(Stored items)
^^^^^^^^

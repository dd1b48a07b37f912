pub mod courses;
pub mod coursework;
pub mod enrollments;
pub mod error;
pub mod events;
pub mod health;

pub use error::AppError;
use chrono::NaiveDate;
use serde::Deserialize;
use uuid::Uuid;

use syllabus_core::catalog::{Course, TermDates};
use syllabus_core::serde::{deserialize_optional_date, deserialize_optional_string};

/// Request payload for creating a new course.
///
/// A blank `id` gets a generated one.
#[derive(Debug, Deserialize)]
pub struct CreateCourse {
    #[serde(default, deserialize_with = "deserialize_optional_string")]
    pub id: Option<String>,
    pub name: String,
    pub course_code: String,
    #[serde(default, deserialize_with = "deserialize_optional_string")]
    pub instructor: Option<String>,
    #[serde(default, deserialize_with = "deserialize_optional_date")]
    pub term_start: Option<NaiveDate>,
    #[serde(default, deserialize_with = "deserialize_optional_date")]
    pub term_end: Option<NaiveDate>,
}

impl CreateCourse {
    /// Converts the create request into a Course.
    pub fn into_course(self) -> Result<Course, String> {
        let id = self
            .id
            .map(|id| id.trim().to_string())
            .unwrap_or_else(|| Uuid::new_v4().to_string());

        let mut course = Course::new(id, self.name.trim(), self.course_code.trim());
        course.instructor = self.instructor;
        course.term = term(self.term_start, self.term_end)?;
        Ok(course)
    }
}

/// Request payload for updating a course. Absent fields are left untouched.
#[derive(Debug, Deserialize)]
pub struct UpdateCourse {
    #[serde(default, deserialize_with = "deserialize_optional_string")]
    pub name: Option<String>,
    #[serde(default, deserialize_with = "deserialize_optional_string")]
    pub course_code: Option<String>,
    #[serde(default, deserialize_with = "deserialize_optional_string")]
    pub instructor: Option<String>,
    #[serde(default, deserialize_with = "deserialize_optional_date")]
    pub term_start: Option<NaiveDate>,
    #[serde(default, deserialize_with = "deserialize_optional_date")]
    pub term_end: Option<NaiveDate>,
}

impl UpdateCourse {
    /// Applies the update to an existing course.
    pub fn apply_to(self, course: &mut Course) -> Result<(), String> {
        if let Some(term) = term(self.term_start, self.term_end)? {
            course.term = Some(term);
        }
        if let Some(name) = self.name {
            course.name = name.trim().to_string();
        }
        if let Some(course_code) = self.course_code {
            course.course_code = course_code.trim().to_string();
        }
        if let Some(instructor) = self.instructor {
            course.instructor = Some(instructor);
        }
        Ok(())
    }
}

fn term(start: Option<NaiveDate>, end: Option<NaiveDate>) -> Result<Option<TermDates>, String> {
    match (start, end) {
        (Some(start), Some(end)) => Ok(Some(TermDates { start, end })),
        (None, None) => Ok(None),
        _ => Err("term_start and term_end must be given together".to_string()),
    }
}
use axum::{
    http::StatusCode,
    response::{IntoResponse, Response},
};
use syllabus_core::storage::{repository_error_to_status_code, RepositoryError};

pub struct AppError(pub anyhow::Error);

impl IntoResponse for AppError {
    fn into_response(self) -> Response {
        let status_code = if let Some(repo_error) = self.0.downcast_ref::<RepositoryError>() {
            status_for(repo_error)
        } else {
            StatusCode::INTERNAL_SERVER_ERROR
        };

        if status_code.is_server_error() {
            tracing::error!(status = %status_code, error = %self.0, "Request failed");
        }

        (status_code, self.0.to_string()).into_response()
    }
}

impl<E> From<E> for AppError
where
    E: Into<anyhow::Error>,
{
    fn from(err: E) -> Self {
        Self(err.into())
    }
}

/// Error response with message (for validation and write errors).
pub fn error_response(status: StatusCode, message: impl Into<String>) -> (StatusCode, String) {
    let msg = message.into();
    tracing::warn!(status = %status, message = %msg, "API error");
    (status, msg)
}

/// Error response for a failed repository call.
pub fn repository_error_response(error: RepositoryError) -> (StatusCode, String) {
    error_response(status_for(&error), error.to_string())
}

fn status_for(error: &RepositoryError) -> StatusCode {
    StatusCode::from_u16(repository_error_to_status_code(error))
        .unwrap_or(StatusCode::INTERNAL_SERVER_ERROR)
}
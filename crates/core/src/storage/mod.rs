mod error;
mod http_mapping;
mod traits;
mod types;

pub use error::{DateRangeError, RepositoryError, Result};
pub use http_mapping::repository_error_to_status_code;
pub use traits::{CourseRepository, CourseworkRepository, EnrollmentRepository};
pub use types::DateRange;
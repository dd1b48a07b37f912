use serde::{Deserialize, Serialize};

use syllabus_core::catalog::EnrollmentSet;
use syllabus_core::serde::deserialize_comma_separated;

/// Form payload replacing a viewer's enrollment set (`courses=C1,C2`).
///
/// A missing or blank list clears the set.
#[derive(Debug, Deserialize)]
pub struct SetEnrollments {
    #[serde(default, deserialize_with = "deserialize_comma_separated")]
    pub courses: Option<Vec<String>>,
}

impl SetEnrollments {
    pub fn into_set(self) -> EnrollmentSet {
        self.courses.unwrap_or_default().into_iter().collect()
    }
}

/// A viewer's enrollments as returned by the API.
#[derive(Debug, Clone, Serialize, Deserialize)]
pub struct Enrollments {
    pub viewer_id: String,
    pub courses: EnrollmentSet,
    /// True when the set is empty and every course is visible.
    pub unrestricted: bool,
}

impl Enrollments {
    pub fn new(viewer_id: impl Into<String>, courses: EnrollmentSet) -> Self {
        Self {
            viewer_id: viewer_id.into(),
            unrestricted: courses.is_unrestricted(),
            courses,
        }
    }
}
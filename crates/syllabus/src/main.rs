mod app;
mod config;
mod handlers;
mod loader;
mod models;
mod state;
mod storage;

use anyhow::Result;
use clap::Parser;
use listenfd::ListenFd;
use tokio::{net::TcpListener, signal};
use tracing_subscriber::{layer::SubscriberExt, util::SubscriberInitExt};

use crate::{app::create_app, config::Config, state::AppState};

/// Syllabus - One calendar for every course you take
#[derive(Parser, Debug)]
#[command(name = "syllabus")]
#[command(version, about, long_about = None)]
struct Cli {
    /// Host address to bind the server to
    #[arg(long, short = 'H', default_value = "0.0.0.0", env = "HOST")]
    host: String,

    /// Port to listen on
    #[arg(long, short, default_value = "3000", env = "PORT")]
    port: u16,
}

#[tokio::main]
async fn main() -> Result<()> {
    let cli = Cli::parse();

    // Initialize tracing subscriber
    tracing_subscriber::registry()
        .with(
            tracing_subscriber::EnvFilter::try_from_default_env()
                .unwrap_or_else(|_| "syllabus=debug,tower_http=debug".into()),
        )
        .with(tracing_subscriber::fmt::layer())
        .init();

    let config = Config::from_env();
    tracing::debug!(?config, "Loaded configuration");

    // Create application state from the catalog snapshot or demo data
    let state = AppState::new(&config).await?;

    // Build the application router
    let app = create_app(state);

    // Auto-reload support via listenfd
    let mut listenfd = ListenFd::from_env();
    let listener = match listenfd.take_tcp_listener(0)? {
        // If we are given a tcp listener on listen fd 0, use that one
        Some(listener) => {
            listener.set_nonblocking(true)?;
            TcpListener::from_std(listener)?
        }
        // Otherwise fall back to CLI-specified host:port
        None => {
            let addr = format!("{}:{}", cli.host, cli.port);
            TcpListener::bind(&addr).await?
        }
    };

    tracing::info!("listening on {}", listener.local_addr()?);

    // Run the server with graceful shutdown
    axum::serve(listener, app)
        .with_graceful_shutdown(shutdown_signal())
        .await?;

    tracing::info!("Server stopped");
    Ok(())
}

/// Wait for shutdown signals (Ctrl+C or SIGTERM).
async fn shutdown_signal() {
    let ctrl_c = async {
        if let Err(err) = signal::ctrl_c().await {
            tracing::error!(error = %err, "Failed to listen for Ctrl+C");
            std::future::pending::<()>().await;
        }
    };

    #[cfg(unix)]
    let terminate = async {
        match signal::unix::signal(signal::unix::SignalKind::terminate()) {
            Ok(mut sigterm) => {
                sigterm.recv().await;
            }
            Err(err) => {
                tracing::error!(error = %err, "Failed to install SIGTERM handler");
                std::future::pending::<()>().await;
            }
        }
    };

    #[cfg(not(unix))]
    let terminate = std::future::pending::<()>();

    tokio::select! {
        _ = ctrl_c => {
            tracing::info!("Received Ctrl+C, shutting down...");
        }
        _ = terminate => {
            tracing::info!("Received SIGTERM, shutting down...");
        }
    }
}
//! Health check endpoints for Kubernetes-style probes.
//!
//! - `/livez` - Basic liveness probe (immediate 200, no checks)
//! - `/healthz` - Repository reachability plus the number of courses

use axum::{
    extract::State,
    http::StatusCode,
    response::{IntoResponse, Response},
    Json,
};
use serde::Serialize;

use crate::state::AppState;

#[derive(Debug, Serialize)]
struct HealthStatus {
    status: &'static str,
    courses: usize,
}

/// GET /livez - Basic liveness probe.
#[axum::debug_handler]
pub async fn livez() -> StatusCode {
    StatusCode::OK
}

/// GET /healthz - Lists courses to prove the repository answers.
#[axum::debug_handler]
pub async fn healthz(State(state): State<AppState>) -> Response {
    match state.course_repo.list_courses().await {
        Ok(courses) => (
            StatusCode::OK,
            Json(HealthStatus {
                status: "ok",
                courses: courses.len(),
            }),
        )
            .into_response(),
        Err(err) => {
            tracing::error!(error = %err, "Health check failed");
            (
                StatusCode::SERVICE_UNAVAILABLE,
                Json(serde_json::json!({
                    "status": "unavailable",
                    "error": err.to_string()
                })),
            )
                .into_response()
        }
    }
}
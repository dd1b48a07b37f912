//! Pretty output formatting.

use syllabus_core::calendar::{DayAgenda, Event, EventDetails};
use syllabus_core::catalog::{Course, Coursework};

use crate::client::enrollments::Enrollments;

const RULE_WIDTH: usize = 40;

fn section(title: &str, count: usize) -> String {
    let mut output = format!("{title} ({count})\n");
    output.push_str(&"-".repeat(RULE_WIDTH));
    output
}

/// Format a course for display.
pub fn format_course(course: &Course) -> String {
    let mut output = format!("{} [{}]\n  ID: {}", course.name, course.course_code, course.id);
    if let Some(instructor) = &course.instructor {
        output.push_str(&format!("\n  Instructor: {}", instructor));
    }
    if let Some(term) = &course.term {
        output.push_str(&format!("\n  Term: {} to {}", term.start, term.end));
    }
    output
}

/// Format courses for display.
pub fn format_courses(courses: &[Course]) -> String {
    if courses.is_empty() {
        return "No courses found.".to_string();
    }
    let mut output = section("COURSES", courses.len());
    for course in courses {
        output.push_str(&format!("\n{}", format_course(course)));
        output.push('\n');
    }
    output
}

/// Format a piece of coursework for display.
pub fn format_coursework(item: &Coursework) -> String {
    let mut output = format!(
        "{} [{}]\n  ID: {}\n  Course: {}",
        item.title(),
        item.coursework_type(),
        item.id(),
        item.course_id()
    );
    match item {
        Coursework::Assignment(a) => {
            push_when(&mut output, "Due", a.due_date.as_deref(), a.due_time.as_deref());
            if let Some(points) = a.points_possible {
                output.push_str(&format!("\n  Points: {}", points));
            }
            if let Some(priority) = a.priority {
                output.push_str(&format!("\n  Priority: {}", priority));
            }
        }
        Coursework::Quiz(q) => {
            push_when(
                &mut output,
                "Opens",
                q.available_date.as_deref(),
                q.start_time.as_deref(),
            );
            if let Some(end) = &q.end_time {
                output.push_str(&format!("\n  Ends: {}", end));
            }
            if let Some(location) = &q.location {
                output.push_str(&format!("\n  Location: {}", location));
            }
            if let Some(points) = q.points_possible {
                output.push_str(&format!("\n  Points: {}", points));
            }
            if let Some(limit) = q.time_limit_minutes {
                output.push_str(&format!("\n  Time limit: {} min", limit));
            }
        }
        Coursework::Discussion(d) => {
            push_when(&mut output, "Due", d.due_date.as_deref(), d.due_time.as_deref());
        }
    }
    output
}

fn push_when(output: &mut String, label: &str, date: Option<&str>, time: Option<&str>) {
    match (date, time) {
        (Some(date), Some(time)) => output.push_str(&format!("\n  {label}: {date} {time}")),
        (Some(date), None) => output.push_str(&format!("\n  {label}: {date}")),
        (None, _) => output.push_str(&format!("\n  {label}: (no date)")),
    }
}

/// Format coursework for display.
pub fn format_coursework_list(items: &[Coursework]) -> String {
    if items.is_empty() {
        return "No coursework found.".to_string();
    }
    let mut output = section("COURSEWORK", items.len());
    for item in items {
        output.push_str(&format!("\n{}", format_coursework(item)));
        output.push('\n');
    }
    output
}

/// Format a single event as one line, e.g.
/// `2025-06-12 09:00-09:45 quiz        C1  Quiz 1 @ Room 101`.
pub fn format_event(event: &Event) -> String {
    let time = match (event.start_time, event.end_time) {
        (Some(start), Some(end)) => format!("{}-{}", start.format("%H:%M"), end.format("%H:%M")),
        (Some(start), None) => start.format("%H:%M").to_string(),
        (None, _) => "all day".to_string(),
    };
    let mut output = format!(
        "{} {:<11} {:<11} {}  {}",
        event.start_date,
        time,
        event.event_type().as_str(),
        event.course_id,
        event.title
    );
    if let Some(location) = &event.location {
        output.push_str(&format!(" @ {}", location));
    }
    match &event.details {
        EventDetails::Assignment {
            priority: Some(priority),
            ..
        } => output.push_str(&format!(" ({} priority)", priority)),
        EventDetails::Quiz {
            time_limit_minutes: Some(limit),
            ..
        } => output.push_str(&format!(" ({} min)", limit)),
        _ => {}
    }
    output
}

/// Format events for display.
pub fn format_events(events: &[Event]) -> String {
    if events.is_empty() {
        return "No events found.".to_string();
    }
    let mut output = section("EVENTS", events.len());
    for event in events {
        output.push('\n');
        output.push_str(&format_event(event));
    }
    output
}

/// Format per-day agendas, skipping empty days.
pub fn format_day_agendas(days: &[DayAgenda]) -> String {
    let busy: Vec<&DayAgenda> = days.iter().filter(|d| !d.events.is_empty()).collect();
    if busy.is_empty() {
        return format!("No events in {} day(s).", days.len());
    }
    let mut output = String::new();
    for day in busy {
        output.push_str(&format!("{}\n", day.date.format("%A, %B %-d, %Y")));
        for event in &day.events {
            output.push_str(&format!("  {}\n", format_event(event)));
        }
    }
    output
}

/// Format a viewer's enrollments for display.
pub fn format_enrollments(enrollments: &Enrollments) -> String {
    if enrollments.unrestricted {
        return format!(
            "{}: no enrollments (all courses visible)",
            enrollments.viewer_id
        );
    }
    let courses: Vec<&str> = enrollments.courses.iter().collect();
    format!("{}: {}", enrollments.viewer_id, courses.join(", "))
}

#[cfg(test)]
mod tests {
    use super::*;
    use chrono::{NaiveDate, NaiveTime};
    use syllabus_core::catalog::{Assignment, EnrollmentSet, Priority};

    fn date(s: &str) -> NaiveDate {
        NaiveDate::parse_from_str(s, "%Y-%m-%d").unwrap()
    }

    fn quiz_event() -> Event {
        Event {
            id: "Q1".to_string(),
            course_id: "C1".to_string(),
            title: "Quiz 1".to_string(),
            start_date: date("2025-06-12"),
            start_time: NaiveTime::from_hms_opt(9, 0, 0),
            end_time: NaiveTime::from_hms_opt(9, 45, 0),
            location: Some("Room 101".to_string()),
            details: EventDetails::Quiz {
                points_possible: Some(20),
                time_limit_minutes: Some(45),
            },
        }
    }

    #[test]
    fn test_format_event_line() {
        let line = format_event(&quiz_event());
        assert!(line.starts_with("2025-06-12 09:00-09:45"));
        assert!(line.contains("quiz"));
        assert!(line.contains("C1  Quiz 1 @ Room 101 (45 min)"));
    }

    #[test]
    fn test_format_untimed_event() {
        let mut event = quiz_event();
        event.start_time = None;
        event.end_time = None;
        assert!(format_event(&event).contains("all day"));
    }

    #[test]
    fn test_format_events_empty() {
        assert_eq!(format_events(&[]), "No events found.");
    }

    #[test]
    fn test_format_day_agendas_skips_empty_days() {
        let days = vec![
            DayAgenda::empty(date("2025-06-11")),
            DayAgenda::new(date("2025-06-12"), vec![quiz_event()]),
        ];
        let output = format_day_agendas(&days);
        assert!(output.starts_with("Thursday, June 12, 2025\n"));
        assert!(!output.contains("June 11"));

        assert_eq!(
            format_day_agendas(&[DayAgenda::empty(date("2025-06-11"))]),
            "No events in 1 day(s)."
        );
    }

    #[test]
    fn test_format_assignment_coursework() {
        let item = Coursework::from(
            Assignment::new("A1", "C1", "Essay", "2025-06-10")
                .with_due_time("23:59")
                .with_points(100)
                .with_priority(Priority::High),
        );
        let output = format_coursework(&item);
        assert!(output.starts_with("Essay [assignment]"));
        assert!(output.contains("Due: 2025-06-10 23:59"));
        assert!(output.contains("Priority: high"));
    }

    #[test]
    fn test_format_enrollments() {
        let restricted = Enrollments {
            viewer_id: "v1".to_string(),
            courses: ["C2", "C1"].into_iter().collect::<EnrollmentSet>(),
            unrestricted: false,
        };
        assert_eq!(format_enrollments(&restricted), "v1: C1, C2");

        let open = Enrollments {
            viewer_id: "v2".to_string(),
            courses: EnrollmentSet::new(),
            unrestricted: true,
        };
        assert!(format_enrollments(&open).contains("all courses visible"));
    }
}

^^^^^^^^

- PROBLEM STATEMENT
Could you return all lines from the records that include the word "match"?

- RESULT OF THE TASK
    match (start, end) {
    let listener = match listenfd.take_tcp_listener(0)? {
        match signal::unix::signal(signal::unix::SignalKind::terminate()) {
    match state.course_repo.list_courses().await {
    match item {
    match (date, time) {
    let time = match (event.start_time, event.end_time) {
    match &event.details {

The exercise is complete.